Good question. A quick look at the DJIA hourly chart for the last ten days reveals a couple interesting points to consider (from BigCharts):
Although we are still looking for S&P 1125 this month (which means next week), this is dangerous territory. To quote myself [favorite source? -ed]:
Markets: Where Do We Go From Here? (INTC; JPM) The Beat Goes On
Regular readers know we are looking for S&P 1125 sometime this month. If you watch this stuff (and I understand normal people who don't) the level of nervousness about the market's direction and this earnings season is as high as I can remember. Participants know they are playing a dangerous game; we all think we will be the one to grab a chair when the music stops.There is downside risk. Any drop could be the start of a 15 to 30% decline.

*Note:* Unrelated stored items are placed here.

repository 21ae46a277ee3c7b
use parking_lot::Mutex;

use crate::models::report::SecurityReport;
use crate::reporting;
use crate::state::AppState;
use crate::storage::RecordStore;

#[tauri::command]
pub async fn get_security_report(
    state: tauri::State<'_, AppState>,
) -> Result<SecurityReport, String> {
    Ok(get_security_report_internal(&state.store, &state.last_report).await)
}

/// Fetch both collections and aggregate. A fetch failure is never fatal:
/// it is logged and the last served report (or an all-zero one) goes out
/// instead. Retrying is left to the next refresh.
pub async fn get_security_report_internal<S: RecordStore>(
    store: &S,
    last_report: &Mutex<Option<SecurityReport>>,
) -> SecurityReport {
    let fetched = match (store.list_api_keys().await, store.list_ip_addresses().await) {
        (Ok(api_keys), Ok(ip_addresses)) => Some((api_keys, ip_addresses)),
        (Err(err), _) | (_, Err(err)) => {
            log::warn!("report fetch failed, serving fallback: {err}");
            None
        }
    };

    match fetched {
        Some((api_keys, ip_addresses)) => {
            let report = reporting::compute_report(&api_keys, &ip_addresses);
            *last_report.lock() = Some(report.clone());
            report
        }
        None => last_report
            .lock()
            .clone()
            .unwrap_or_else(|| reporting::compute_report(&[], &[])),
    }
}
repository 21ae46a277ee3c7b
fn main() {
    tauri_build::build()
}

This is creating a frisson for the players that has to be at least as exciting as Chris Matthews reaction to a Barack Obama speech...
I am comfortable with a 2% loss in futures or options, 4% in leveraged ETF's and 7-8% in individual stocks. Your comfort level will vary but at this point the goal has to be preservation of capital.
The kind of action we've been experiencing will stop you out a lot which can drive you crazy.
[not a long drive -ed]
If you aren't comfortable scale back your exposure to the "I can sleep at night" level.
As I said, good question.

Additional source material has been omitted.